I asked my Mom how her day was, she said my Dad was in stage kidney failure. My Dad always looks so lively, he goes to the gym every day, drives to and fro, but even then that’s not enough. Every day he sits on the couch waiting for his blood test, his pressure. Fifteen minutes before and fifteen minutes after a meal, he gives himself a shot of insulin, his stomach is so purple I wonder how he sleeps at night. My Dad is so strong, and I cry over a flu shot.
There’s so many other families that have fallen apart without their dads, and others that grow stronger. But without my Dad no one would bring my brother’s to school, and make my Mom smile like she’s a teenager. I won’t be asking, “Hey Dad, how was your morning?” even though I already know the answer.

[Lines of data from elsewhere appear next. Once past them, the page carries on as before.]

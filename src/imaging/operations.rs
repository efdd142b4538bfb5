//! High-level watermark operations.
//!
//! These functions wire the stages together: fit the photo, build the
//! overlay, place its instances, encode. They take options, compute
//! parameters, and call the backend. Nothing is kept between calls, so any
//! number of calls may run concurrently on a shared backend.

use super::backend::{BackendError, Dimensions, EncodedImage, RasterBackend, RasterSurface};
use super::calculations::{FitSize, OverlayLayout, compute_fit_size};
use super::compositor::{place_instances, stamp};
use super::encoder::{encode, encode_params};
use super::overlay::{needs_text, plan_overlay, render_overlay};
use super::params::Placement;
use crate::config::WatermarkOptions;
use image::{DynamicImage, RgbaImage};
use tracing::debug;

/// Result type for watermark operations.
pub type Result<T> = std::result::Result<T, BackendError>;

/// Geometry of one watermark call, computed without touching pixels.
#[derive(Debug, Clone, PartialEq)]
pub struct WatermarkPlan {
    pub fit: FitSize,
    pub overlay: OverlayLayout,
    pub placements: Vec<Placement>,
}

impl WatermarkPlan {
    pub fn canvas(&self) -> Dimensions {
        self.fit.dimensions()
    }
}

/// Decode an encoded image (JPEG, PNG, WebP) into a bitmap.
///
/// Decode failures are the caller's input problem, not a backend failure,
/// so they surface as [`image::ImageError`].
pub fn decode_bitmap(bytes: &[u8]) -> std::result::Result<DynamicImage, image::ImageError> {
    image::load_from_memory(bytes)
}

/// Fail before any drawing when text is wanted but cannot be drawn.
fn ensure_text_capable<B: RasterBackend>(backend: &B, options: &WatermarkOptions) -> Result<()> {
    if needs_text(options) && !backend.supports_text() {
        return Err(BackendError::Unavailable(
            "text overlay requested but no typeface is loaded".into(),
        ));
    }
    Ok(())
}

/// Compute canvas size, overlay layout and every placement.
///
/// Needs the backend only to measure text.
pub fn plan_watermark<B: RasterBackend>(
    backend: &B,
    photo: Dimensions,
    logo: Option<Dimensions>,
    options: &WatermarkOptions,
) -> Result<WatermarkPlan> {
    ensure_text_capable(backend, options)?;

    let fit = compute_fit_size(photo.width, photo.height, options.max_long_edge());
    debug!(
        source_width = photo.width,
        source_height = photo.height,
        width = fit.width,
        height = fit.height,
        scale = fit.scale,
        "fit size"
    );

    let canvas = fit.dimensions();
    let overlay = plan_overlay(backend, logo, options, canvas.shortest_edge())?;
    let placements = place_instances(canvas, overlay.dimensions, options);
    debug!(instances = placements.len(), tile = options.tile, "placements");

    Ok(WatermarkPlan {
        fit,
        overlay,
        placements,
    })
}

/// Composite the watermark onto `photo` and return the finished surface.
pub fn composite<B: RasterBackend>(
    backend: &B,
    photo: &RgbaImage,
    logo: Option<&RgbaImage>,
    options: &WatermarkOptions,
) -> Result<(B::Surface, WatermarkPlan)> {
    let plan = plan_watermark(
        backend,
        Dimensions::from(photo),
        logo.map(Dimensions::from),
        options,
    )?;
    let canvas_dims = plan.canvas();

    let mut canvas = backend.allocate(canvas_dims.width, canvas_dims.height)?;
    canvas.draw_bitmap(
        photo,
        &Placement::new(0.0, 0.0, canvas_dims.width as f64, canvas_dims.height as f64),
    );

    let overlay = render_overlay(backend, plan.overlay, logo, options)?;
    stamp(&mut canvas, &overlay.surface, &plan.placements);

    Ok((canvas, plan))
}

/// Burn a branding overlay into `photo` and encode the result.
///
/// The single entry point of the engine. Out-of-range options are clamped
/// and missing content degrades to an emptier overlay; the only failures
/// are an unusable backend and an encoder error.
pub fn apply_watermark<B: RasterBackend>(
    backend: &B,
    photo: &DynamicImage,
    logo: Option<&DynamicImage>,
    options: &WatermarkOptions,
) -> Result<EncodedImage> {
    let photo = photo.to_rgba8();
    let logo = logo.map(DynamicImage::to_rgba8);
    let (canvas, _) = composite(backend, &photo, logo.as_ref(), options)?;
    encode(&canvas, &encode_params(options))
}

#[cfg(test)]
mod tests {
    use super::*;
    use crate::imaging::backend::tests::{MockBackend, RecordedOp};
    use crate::imaging::params::{OutputFormat, OverlayMode};
    use crate::test_helpers::{
        listing_options, logo_bitmap, logo_image, options_with, photo_bitmap, photo_image,
    };

    #[test]
    fn listing_scenario_geometry() {
        let backend = MockBackend::new();
        let plan = plan_watermark(
            &backend,
            Dimensions::new(1920, 1080),
            Some(Dimensions::new(400, 200)),
            &listing_options(),
        )
        .unwrap();

        assert_eq!(plan.canvas(), Dimensions::new(1200, 675));
        assert_eq!(plan.fit.scale, 0.625);
        assert_eq!(plan.overlay.logo, Some((135.0, 67.5)));
        assert_eq!(plan.overlay.dimensions, Dimensions::new(135, 68));
        assert_eq!(plan.placements.len(), 1);

        let p = plan.placements[0];
        assert_eq!((p.x, p.y), (1041.0, 583.0));
        assert_eq!(p.opacity.value(), 0.6);
        assert_eq!(p.rotation_rad, 0.0);
    }

    #[test]
    fn composite_draws_photo_then_overlay() {
        let backend = MockBackend::new();
        let photo = photo_bitmap(1920, 1080);
        let logo = logo_bitmap(400, 200);
        let (canvas, plan) =
            composite(&backend, &photo, Some(&logo), &listing_options()).unwrap();

        assert_eq!(canvas.dims, Dimensions::new(1200, 675));
        assert_eq!(
            canvas.ops[0],
            RecordedOp::DrawBitmap {
                source: Dimensions::new(1920, 1080),
                placement: Placement::new(0.0, 0.0, 1200.0, 675.0),
            }
        );
        assert_eq!(canvas.surface_draws(), plan.placements);
        assert!(matches!(
            canvas.ops[1],
            RecordedOp::DrawSurface { source, .. } if source == Dimensions::new(135, 68)
        ));
    }

    #[test]
    fn photo_within_cap_is_not_resized() {
        let backend = MockBackend::new();
        let plan = plan_watermark(
            &backend,
            Dimensions::new(800, 600),
            None,
            &listing_options(),
        )
        .unwrap();
        assert_eq!(plan.canvas(), Dimensions::new(800, 600));
        assert_eq!(plan.fit.scale, 1.0);
    }

    #[test]
    fn scale_below_one_percent_matches_one_percent() {
        let backend = MockBackend::new();
        let plan = |scale_pct| {
            plan_watermark(
                &backend,
                Dimensions::new(1000, 800),
                Some(Dimensions::new(100, 100)),
                &options_with(|o| o.scale_pct = scale_pct),
            )
            .unwrap()
        };
        assert_eq!(plan(0.0), plan(1.0));
        assert_eq!(plan(0.0).overlay.dimensions, Dimensions::new(8, 8));
    }

    #[test]
    fn text_without_typeface_fails_before_drawing() {
        let backend = MockBackend::without_text();
        let options = options_with(|o| {
            o.mode = OverlayMode::Both;
            o.text = "Acme Realty".into();
        });
        let logo = logo_image(10, 10);
        let result = apply_watermark(&backend, &photo_image(100, 80), Some(&logo), &options);
        assert!(matches!(result, Err(BackendError::Unavailable(_))));
    }

    #[test]
    fn blank_text_needs_no_typeface() {
        let backend = MockBackend::without_text();
        let options = options_with(|o| {
            o.mode = OverlayMode::Text;
            o.text = "   ".into();
        });
        let encoded = apply_watermark(&backend, &photo_image(100, 80), None, &options).unwrap();
        assert_eq!((encoded.width, encoded.height), (100, 80));
    }

    #[test]
    fn apply_tags_requested_format() {
        let backend = MockBackend::new();
        let options = options_with(|o| o.output_format = OutputFormat::Webp);
        let encoded = apply_watermark(&backend, &photo_image(64, 48), None, &options).unwrap();
        assert_eq!(encoded.mime_type(), "image/webp");
        // photo draw + one overlay instance
        assert_eq!(encoded.bytes, b"64x48:2".to_vec());
    }

    #[test]
    fn apply_is_deterministic() {
        let backend = MockBackend::new();
        let options = options_with(|o| {
            o.tile = true;
            o.rotation_deg = 30.0;
        });
        let photo = photo_image(300, 200);
        let logo = logo_image(40, 20);
        let a = apply_watermark(&backend, &photo, Some(&logo), &options).unwrap();
        let b = apply_watermark(&backend, &photo, Some(&logo), &options).unwrap();
        assert_eq!(a, b);
    }

    #[test]
    fn decode_bitmap_rejects_garbage() {
        assert!(decode_bitmap(b"not an image").is_err());
    }
}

Dad, just stay strong. Stop telling me, “I’m dying. Forget about it.” It isn’t funny, no matter how much humor you use to make the pain more bearable. At least wait for me. Wait until I graduate, so you can send me off. Wait until I get married (and for you I’ll try my best to be married early), so you can walk me down the aisle and kiss me away. Wait until you hold your first grandchild. If anything, wait until I’m 18. It may not be possible, but I want to be the first candidate for your kidney donor.